* Work task *
Starting at the top of the records, output every line through the one that contains "consecutive visually identical", keeping each exactly as it appears.
Start of Source records
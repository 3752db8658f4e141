// PDF417-rs
// Copyright (c) 2024 The PDF417-rs Developers.
//
// This Source Code Form is subject to the terms of the Mozilla Public
// License, v. 2.0. If a copy of the MPL was not distributed with this
// file, You can obtain one at https://mozilla.org/MPL/2.0/.

//! The bitmap abstraction the decoder reads from, and the scan-line
//! accumulator that turns a dense run of pixel rows into the symbol rows
//! [`crate::row::extract_words`] operates on.
//!
//! Loading an actual image (PBM or otherwise) is explicitly out of scope
//! for this crate; callers provide any type implementing [`Bitmap`].

use log::trace;

use crate::codebook::CODEBOOK;
use crate::codeword::CodewordBuffer;
use crate::config::DiagnosticFlags;
use crate::row;

/// A read-only binary pixel grid, indexed `(row, col)`.
///
/// `true` is black. Implementations are expected to be cheap to query
/// repeatedly; the scanner below walks every pixel of every row exactly
/// once, row over row.
pub trait Bitmap {
    fn cols(&self) -> usize;
    fn rows(&self) -> usize;
    fn is_black(&self, row: usize, col: usize) -> bool;
}

/// Walks `bitmap` top to bottom, grouping consecutive visually identical
/// pixel rows into scan-line accumulators and handing each completed one to
/// [`row::extract_words`], feeding the results into a fresh
/// [`CodewordBuffer`].
///
/// Two thresholds, scaled to image width, drive the grouping: a pair of
/// pixel rows differing in fewer than `cols/40` columns are folded into the
/// same accumulator (still the same barcode row); differing in more than
/// `cols/20` columns starts a new barcode row. Rows falling strictly between
/// the two thresholds hold the current accumulator open without altering it,
/// tolerating a column or two of scan noise at a row boundary.
pub fn scan_bitmap(bitmap: &dyn Bitmap, max_codewords: usize, flags: DiagnosticFlags) -> CodewordBuffer {
    let cols = bitmap.cols();
    let rows = bitmap.rows();

    // Force the lazily-built codebook to materialize before the hot loop.
    let _ = &*CODEBOOK;

    let fuzz_thresh = cols / 40;
    let row_thresh = cols / 20;

    let mut buffer = CodewordBuffer::new(max_codewords);
    let mut rownum = 0usize;

    let mut cumbits = vec![0.0f64; cols];
    let mut num = 0usize;
    let mut accumulating = false;

    if rows == 0 {
        return buffer;
    }

    for r in 1..rows {
        let mut d = 0usize;
        for c in 0..cols {
            if bitmap.is_black(r, c) != bitmap.is_black(r - 1, c) {
                d += 1;
            }
        }

        if d < fuzz_thresh {
            if !accumulating {
                num = 0;
                cumbits.iter_mut().for_each(|v| *v = 0.0);
                accumulating = true;
            }
            for c in 0..cols {
                if bitmap.is_black(r, c) {
                    cumbits[c] += 1.0;
                }
            }
            num += 1;
        } else if d > row_thresh && accumulating {
            if emit_row(cols, rownum, num, &cumbits, &mut buffer, flags) {
                rownum += 1;
            }
            accumulating = false;
        }
    }

    if accumulating && emit_row(cols, rownum, num, &cumbits, &mut buffer, flags) {
        rownum += 1;
    }

    if flags.contains(DiagnosticFlags::ROW_TRANSITIONS) {
        trace!("bitmap: scanned {} barcode rows", rownum);
    }
    buffer
}

fn emit_row(
    cols: usize,
    rownum: usize,
    num: usize,
    cumbits: &[f64],
    buffer: &mut CodewordBuffer,
    flags: DiagnosticFlags,
) -> bool {
    let words = row::extract_words(cols, num, cumbits, flags);
    if words.is_empty() {
        return false;
    }
    let cluster = (rownum % 3) as u8;
    for word in words {
        buffer.accept_raw_word(word, cluster, flags);
    }
    true
}

#[cfg(test)]
mod tests {
    use super::*;

    /// A bitmap backed by a flat `Vec<bool>`, used only to exercise the
    /// scan-line accumulator in isolation.
    struct VecBitmap {
        cols: usize,
        rows: usize,
        pixels: Vec<bool>,
    }

    impl Bitmap for VecBitmap {
        fn cols(&self) -> usize {
            self.cols
        }
        fn rows(&self) -> usize {
            self.rows
        }
        fn is_black(&self, row: usize, col: usize) -> bool {
            self.pixels[row * self.cols + col]
        }
    }

    #[test]
    fn single_pixel_row_produces_no_codewords() {
        let bmp = VecBitmap { cols: 40, rows: 1, pixels: vec![false; 40] };
        let buffer = scan_bitmap(&bmp, 100, DiagnosticFlags::empty());
        assert!(buffer.is_empty());
    }

    #[test]
    fn an_all_white_image_produces_no_codewords() {
        let bmp = VecBitmap { cols: 80, rows: 20, pixels: vec![false; 80 * 20] };
        let buffer = scan_bitmap(&bmp, 100, DiagnosticFlags::empty());
        assert!(buffer.is_empty());
    }
}
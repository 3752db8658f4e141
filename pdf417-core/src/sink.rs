// PDF417-rs
// Copyright (c) 2024 The PDF417-rs Developers.
//
// This Source Code Form is subject to the terms of the Mozilla Public
// License, v. 2.0. If a copy of the MPL was not distributed with this
// file, You can obtain one at https://mozilla.org/MPL/2.0/.

//! Where decoded payload bytes go.
//!
//! The reference decoder's converters call `printf` directly; this crate
//! routes every converter through this trait instead so a caller can
//! collect the output into a `Vec<u8>`, write it straight through, or frame
//! it, without the decoding logic knowing which.

use std::io;

/// Receives decoded output, one compaction segment at a time.
pub trait OutputSink {
    /// Appends raw decoded bytes (already reassembled from whatever
    /// compaction mode produced them).
    fn write_bytes(&mut self, bytes: &[u8]);

    /// Appends a single decoded byte. Default implementation forwards to
    /// [`OutputSink::write_bytes`].
    fn write_byte(&mut self, byte: u8) {
        self.write_bytes(&[byte]);
    }

    /// Called between compaction segments. Framed output uses this to close
    /// out the previous segment's quoted tag; unframed output can ignore it.
    fn begin_segment(&mut self, _tag: &str) {}

    /// Called after the last byte of a segment has been written.
    fn end_segment(&mut self) {}
}

impl OutputSink for Vec<u8> {
    fn write_bytes(&mut self, bytes: &[u8]) {
        self.extend_from_slice(bytes);
    }
}

/// Adapts any [`std::io::Write`] into an [`OutputSink`].
///
/// Write errors are not surfaced through the trait (mirroring the reference
/// decoder, which never checked `printf`'s return value); they are instead
/// recorded and can be inspected with [`WriteSink::into_result`].
pub struct WriteSink<W: io::Write> {
    writer: W,
    error: Option<io::Error>,
}

impl<W: io::Write> WriteSink<W> {
    pub fn new(writer: W) -> WriteSink<W> {
        WriteSink { writer, error: None }
    }

    /// Consumes the sink, returning the first write error encountered, if
    /// any.
    pub fn into_result(self) -> io::Result<()> {
        match self.error {
            Some(err) => Err(err),
            None => Ok(()),
        }
    }
}

impl<W: io::Write> OutputSink for WriteSink<W> {
    fn write_bytes(&mut self, bytes: &[u8]) {
        if self.error.is_some() {
            return;
        }
        if let Err(err) = self.writer.write_all(bytes) {
            self.error = Some(err);
        }
    }
}

/// Frames each segment the way the reference decoder's `-e` flag does:
/// a two-letter tag, a quoted, hex-escaped body.
pub struct FramedSink<'a, S: OutputSink + ?Sized> {
    inner: &'a mut S,
}

impl<'a, S: OutputSink + ?Sized> FramedSink<'a, S> {
    pub fn new(inner: &'a mut S) -> FramedSink<'a, S> {
        FramedSink { inner }
    }
}

impl<'a, S: OutputSink + ?Sized> OutputSink for FramedSink<'a, S> {
    fn write_bytes(&mut self, bytes: &[u8]) {
        for &b in bytes {
            self.inner.write_bytes(format!("{:02X}", b).as_bytes());
        }
    }

    fn begin_segment(&mut self, tag: &str) {
        self.inner.write_bytes(tag.as_bytes());
        self.inner.write_bytes(b" \"");
    }

    fn end_segment(&mut self) {
        self.inner.write_bytes(b"\"\n");
    }
}

#[cfg(test)]
mod tests {
    use super::*;

    #[test]
    fn vec_sink_collects_bytes() {
        let mut sink: Vec<u8> = Vec::new();
        sink.write_bytes(b"hello");
        sink.write_byte(b'!');
        assert_eq!(sink, b"hello!");
    }

    #[test]
    fn framed_sink_hex_escapes_and_wraps() {
        let mut out: Vec<u8> = Vec::new();
        {
            let mut framed = FramedSink::new(&mut out);
            framed.begin_segment("BC");
            framed.write_bytes(&[0x41, 0x42]);
            framed.end_segment();
        }
        assert_eq!(out, b"BC \"4142\"\n");
    }
}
End of Source records
* Reply *
repository 3752db8658f4e141
// PDF417-rs
// Copyright (c) 2024 The PDF417-rs Developers.
//
// This Source Code Form is subject to the terms of the Mozilla Public
// License, v. 2.0. If a copy of the MPL was not distributed with this
// file, You can obtain one at https://mozilla.org/MPL/2.0/.

//! The bitmap abstraction the decoder reads from, and the scan-line
//! accumulator that turns a dense run of pixel rows into the symbol rows
//! [`crate::row::extract_words`] operates on.
//!
//! Loading an actual image (PBM or otherwise) is explicitly out of scope
//! for this crate; callers provide any type implementing [`Bitmap`].

use log::trace;

use crate::codebook::CODEBOOK;
use crate::codeword::CodewordBuffer;
use crate::config::DiagnosticFlags;
use crate::row;

/// A read-only binary pixel grid, indexed `(row, col)`.
///
/// `true` is black. Implementations are expected to be cheap to query
/// repeatedly; the scanner below walks every pixel of every row exactly
/// once, row over row.
pub trait Bitmap {
    fn cols(&self) -> usize;
    fn rows(&self) -> usize;
    fn is_black(&self, row: usize, col: usize) -> bool;
}

/// Walks `bitmap` top to bottom, grouping consecutive visually identical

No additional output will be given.